Windscreens. Had a written quote from PSV glass.co.uk of £856 supply only or £1,174 fitted. and in stock. I believe it may be the same windscreen as fitted to Iveco Eurocargo lorry. (Not confirmed)
I bet the price to an insurance company would be a much much more.

Electric external rear view mirror switch. Mine was broken and although I never used it thought I would take a look. It comes out easily and is an Audi part with number on it. Got one from an Audi dealer next day.

Headlight units. Thought I would check these in case one gets cracked or broken etc. As with other makes the headlights do seem vulnerable to flying stones etc although they do seem to have a built in Perspex cover. They are HELLA make and I think fitted to BMW 5 series.
npautoparts.co.uk seem to have them at £119.99 each. Can,t confirm this but certainly they look the same as BMW 5 series 1999 to 2003 and the sticker on the top of the headlight has Hella and BMW on it plus all the part numbers etc. (Hope I wont need one just wanted to know if available)

Habitation door lock complete (inner and outer) assembly was getting stiff so made enquiries and are available off the shelf from caravan-parts.store. In the end lubricated mine with graphite and now works fine.

Not too concerned about the habitation stuff, pretty run of the mill make, eg. Truma, dometic, thetford, CBE electrics etc.
I did replace all the cupboard door gas rams (some were a bit weak) with ones from B &Q

Dave


----------



## Euramobilly

Good thread Dave!

I can add rear lamps for some Euramobils. If they are the large round red ones and they are marked 'Cobo 02.279.000'. See the Cobo catalogue here- http://www.cobospa.it/catalogo/zz_ing/02/08/02.01.htm These are complete lamps, not just the lenses.
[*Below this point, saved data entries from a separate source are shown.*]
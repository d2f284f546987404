//! # Validation Module
//!
//! Input validation applied before the sync engine issues a remote call.
//!
//! ## Validation Strategy
//! ```text
//! ┌─────────────────────────────────────────────────────────────────────────┐
//! │                      Validation Layers                                  │
//! │                                                                         │
//! │  Layer 1: Presentation                                                  │
//! │  └── Form-level checks, immediate feedback                              │
//! │           │                                                             │
//! │           ▼                                                             │
//! │  Layer 2: SyncEngine (Rust)                                             │
//! │  ├── Type validation (deserialization)                                  │
//! │  └── THIS MODULE: identifiers are safe path segments, lengths, ranges   │
//! │           │                                                             │
//! │           ▼                                                             │
//! │  Layer 3: Remote server                                                 │
//! │  └── Authoritative checks (opaque to us)                                │
//! └─────────────────────────────────────────────────────────────────────────┘
//! ```
//!
//! ## Usage
//! ```rust
//! use marquee_core::validation::{validate_identifier, validate_title};
//!
//! validate_identifier("id", "tt0111161").unwrap();
//! assert!(validate_identifier("domain", "a/b").is_err());
//! assert!(validate_title("").is_err());
//! ```

use crate::error::ValidationError;
use crate::types::Review;
use crate::MAX_IDENTIFIER_LEN;

/// Result type for validation operations.
pub type ValidationResult<T> = Result<T, ValidationError>;

const MAX_TITLE_LEN: usize = 300;
const MAX_COMMENT_LEN: usize = 5000;
const MAX_QUERY_LEN: usize = 200;

// =============================================================================
// Identifier Validators
// =============================================================================

/// Validates a value that will be used as a single URL path segment.
///
/// ## Rules
/// - Must not be empty or whitespace
/// - At most [`MAX_IDENTIFIER_LEN`] characters
/// - Must not contain `/`
pub fn validate_identifier(field: &str, value: &str) -> ValidationResult<()> {
    if value.trim().is_empty() {
        return Err(ValidationError::Required {
            field: field.to_string(),
        });
    }

    if value.chars().count() > MAX_IDENTIFIER_LEN {
        return Err(ValidationError::TooLong {
            field: field.to_string(),
            max: MAX_IDENTIFIER_LEN,
        });
    }

    if value.contains('/') {
        return Err(ValidationError::InvalidFormat {
            field: field.to_string(),
            reason: "must not contain '/'".to_string(),
        });
    }

    Ok(())
}

/// Validates a gatekeeper `(id, domain)` pair.
pub fn validate_access_pair(id: &str, domain: &str) -> ValidationResult<()> {
    validate_identifier("id", id)?;
    validate_identifier("domain", domain)
}

// =============================================================================
// Review Validators
// =============================================================================

/// Validates a movie title.
pub fn validate_title(title: &str) -> ValidationResult<()> {
    if title.trim().is_empty() {
        return Err(ValidationError::Required {
            field: "title".to_string(),
        });
    }

    if title.chars().count() > MAX_TITLE_LEN {
        return Err(ValidationError::TooLong {
            field: "title".to_string(),
            max: MAX_TITLE_LEN,
        });
    }

    Ok(())
}

/// Validates a review comment. Empty comments are allowed.
pub fn validate_comment(comment: &str) -> ValidationResult<()> {
    if comment.chars().count() > MAX_COMMENT_LEN {
        return Err(ValidationError::TooLong {
            field: "comment".to_string(),
            max: MAX_COMMENT_LEN,
        });
    }
    Ok(())
}

/// Validates a full review before create/update.
///
/// Rating range is already enforced by [`crate::Rating`] itself.
pub fn validate_review(review: &Review) -> ValidationResult<()> {
    validate_identifier("id", &review.id)?;
    validate_title(&review.title)?;
    validate_comment(&review.comment)
}

/// Validates a search query.
///
/// ## Returns
/// The trimmed query string.
pub fn validate_search_query(query: &str) -> ValidationResult<String> {
    let query = query.trim();

    if query.is_empty() {
        return Err(ValidationError::Required {
            field: "query".to_string(),
        });
    }

    if query.chars().count() > MAX_QUERY_LEN {
        return Err(ValidationError::TooLong {
            field: "query".to_string(),
            max: MAX_QUERY_LEN,
        });
    }

    Ok(query.to_string())
}

// =============================================================================
// Unit Tests
// =============================================================================
//! # Event Bus
//!
//! Synchronous fan-out of state deltas to the presentation layer.
//!
//! ```text
//! ┌─────────────────────────────────────────────────────────────────────────┐
//! │                         Event Bus (one per stream)                      │
//! │                                                                         │
//! │   SyncEngine ──notify(payload)──► EventBus<E>                           │
//! │                                      │                                  │
//! │                                      ├──► listener 1 (source, payload)  │
//! │                                      ├──► listener 2 (source, payload)  │
//! │                                      └──► listener N (source, payload)  │
//! │                                                                         │
//! │   • Listeners run in registration order, on the notifying task.        │
//! │   • There is no unregistration.                                        │
//! │   • A panicking listener propagates to the notifier; the listeners     │
//! │     after it are not called.                                           │
//! └─────────────────────────────────────────────────────────────────────────┘
//! ```
//!
//! The listener list is snapshotted before dispatch, so a listener may
//! register further listeners without deadlocking. Those only see later
//! notifications.

use std::fmt;
use std::sync::{Arc, Mutex};

use uuid::Uuid;

/// The four independent event streams published by the engine.
#[derive(Debug, Clone, Copy, PartialEq, Eq, Hash)]
pub enum Stream {
    Reviews,
    Search,
    Catalog,
    Gatekeeper,
}

impl fmt::Display for Stream {
    fn fmt(&self, f: &mut fmt::Formatter<'_>) -> fmt::Result {
        match self {
            Stream::Reviews => write!(f, "reviews"),
            Stream::Search => write!(f, "search"),
            Stream::Catalog => write!(f, "catalog"),
            Stream::Gatekeeper => write!(f, "gatekeeper"),
        }
    }
}

/// Identifies who published a notification.
#[derive(Debug, Clone, Copy, PartialEq, Eq)]
pub struct EventSource {
    /// Instance id of the publishing engine.
    pub engine_id: Uuid,

    /// Stream the notification was published on.
    pub stream: Stream,
}

/// A registered listener.
pub type Listener<E> = Arc<dyn Fn(&EventSource, &E) + Send + Sync>;

/// Registry of listeners for one stream.
pub struct EventBus<E> {
    source: EventSource,
    listeners: Mutex<Vec<Listener<E>>>,
}

impl<E> EventBus<E> {
    pub fn new(source: EventSource) -> Self {
        EventBus {
            source,
            listeners: Mutex::new(Vec::new()),
        }
    }

    /// Appends a listener.
    pub fn register<F>(&self, listener: F)
    where
        F: Fn(&EventSource, &E) + Send + Sync + 'static,
    {
        self.listeners
            .lock()
            .expect("Listener mutex poisoned")
            .push(Arc::new(listener));
    }

    /// Invokes every registered listener, in order, with the payload.
    pub fn notify(&self, payload: &E) {
        let snapshot: Vec<Listener<E>> = self
            .listeners
            .lock()
            .expect("Listener mutex poisoned")
            .clone();

        for listener in &snapshot {
            listener(&self.source, payload);
        }
    }

    pub fn listener_count(&self) -> usize {
        self.listeners.lock().expect("Listener mutex poisoned").len()
    }

    pub fn source(&self) -> EventSource {
        self.source
    }
}

impl<E> fmt::Debug for EventBus<E> {
    fn fmt(&self, f: &mut fmt::Formatter<'_>) -> fmt::Result {
        f.debug_struct("EventBus")
            .field("source", &self.source)
            .field("listeners", &self.listener_count())
            .finish()
    }
}

#[cfg(test)]
mod tests {
    use super::*;
    use std::panic::{catch_unwind, AssertUnwindSafe};

    fn bus() -> EventBus<String> {
        EventBus::new(EventSource {
            engine_id: Uuid::new_v4(),
            stream: Stream::Reviews,
        })
    }

    #[test]
    fn test_listeners_run_in_registration_order() {
        let bus = bus();
        let seen = Arc::new(Mutex::new(Vec::new()));

        for tag in ["first", "second", "third"] {
            let seen = seen.clone();
            bus.register(move |_, payload: &String| {
                seen.lock().unwrap().push(format!("{}:{}", tag, payload));
            });
        }

        bus.notify(&"x".to_string());
        assert_eq!(
            *seen.lock().unwrap(),
            vec!["first:x", "second:x", "third:x"]
        );
    }

    #[test]
    fn test_listener_receives_source() {
        let bus = bus();
        let expected = bus.source();
        let seen = Arc::new(Mutex::new(None));

        let sink = seen.clone();
        bus.register(move |source, _| {
            *sink.lock().unwrap() = Some(*source);
        });

        bus.notify(&String::new());
        assert_eq!(*seen.lock().unwrap(), Some(expected));
    }

    #[test]
    fn test_notify_without_listeners() {
        let bus = bus();
        bus.notify(&"ignored".to_string());
        assert_eq!(bus.listener_count(), 0);
    }

    #[test]
    fn test_listener_may_register_during_notify() {
        let bus = Arc::new(bus());
        let calls = Arc::new(Mutex::new(0usize));

        let inner_bus = bus.clone();
        let inner_calls = calls.clone();
        bus.register(move |_, _| {
            let counter = inner_calls.clone();
            inner_bus.register(move |_, _| *counter.lock().unwrap() += 1);
        });

        // The listener added mid-dispatch is not part of this snapshot.
        bus.notify(&"one".to_string());
        assert_eq!(*calls.lock().unwrap(), 0);
        assert_eq!(bus.listener_count(), 2);

        bus.notify(&"two".to_string());
        assert_eq!(*calls.lock().unwrap(), 1);
    }

    #[test]
    fn test_nested_notify_completes_before_outer_resumes() {
        let bus = Arc::new(bus());
        let seen = Arc::new(Mutex::new(Vec::new()));
        let nested = Arc::new(Mutex::new(false));

        let inner_bus = bus.clone();
        let first = seen.clone();
        bus.register(move |_, payload: &String| {
            first.lock().unwrap().push(format!("L1:{}", payload));
            let fire = !std::mem::replace(&mut *nested.lock().unwrap(), true);
            if fire {
                inner_bus.notify(&"inner".to_string());
            }
        });
        let second = seen.clone();
        bus.register(move |_, payload: &String| {
            second.lock().unwrap().push(format!("L2:{}", payload));
        });

        bus.notify(&"outer".to_string());
        assert_eq!(
            *seen.lock().unwrap(),
            vec!["L1:outer", "L1:inner", "L2:inner", "L2:outer"]
        );
    }

    #[test]
    fn test_panicking_listener_stops_dispatch() {
        let bus = bus();
        let later_called = Arc::new(Mutex::new(false));

        bus.register(|_, _| panic!("listener failure"));
        let flag = later_called.clone();
        bus.register(move |_, _| *flag.lock().unwrap() = true);

        let result = catch_unwind(AssertUnwindSafe(|| bus.notify(&"boom".to_string())));
        assert!(result.is_err());
        assert!(!*later_called.lock().unwrap());

        // The registry itself is still usable.
        assert_eq!(bus.listener_count(), 2);
    }
}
You can't buy them from Cobo Italy direct but if you're in a hurry and don't want to order them from Germany, I've found they are identical to '90's Lambourgini Diablo rear lamps would you believe!

Lambourgini dealers (google to find them) can order them within a few days for £25 ish. The part number is 006329828. It could be that the orange indicator ones are also available from Lambo dealers but I haven't looked into it.

Anyone else know any Euramobil parts tips?  However small.


----------



## Chudders

That's useful, I couldn,t find any rear lights. Gonna have a look now.
Just thought it might be useful to have an idea of what and where items were available just in case and before needed.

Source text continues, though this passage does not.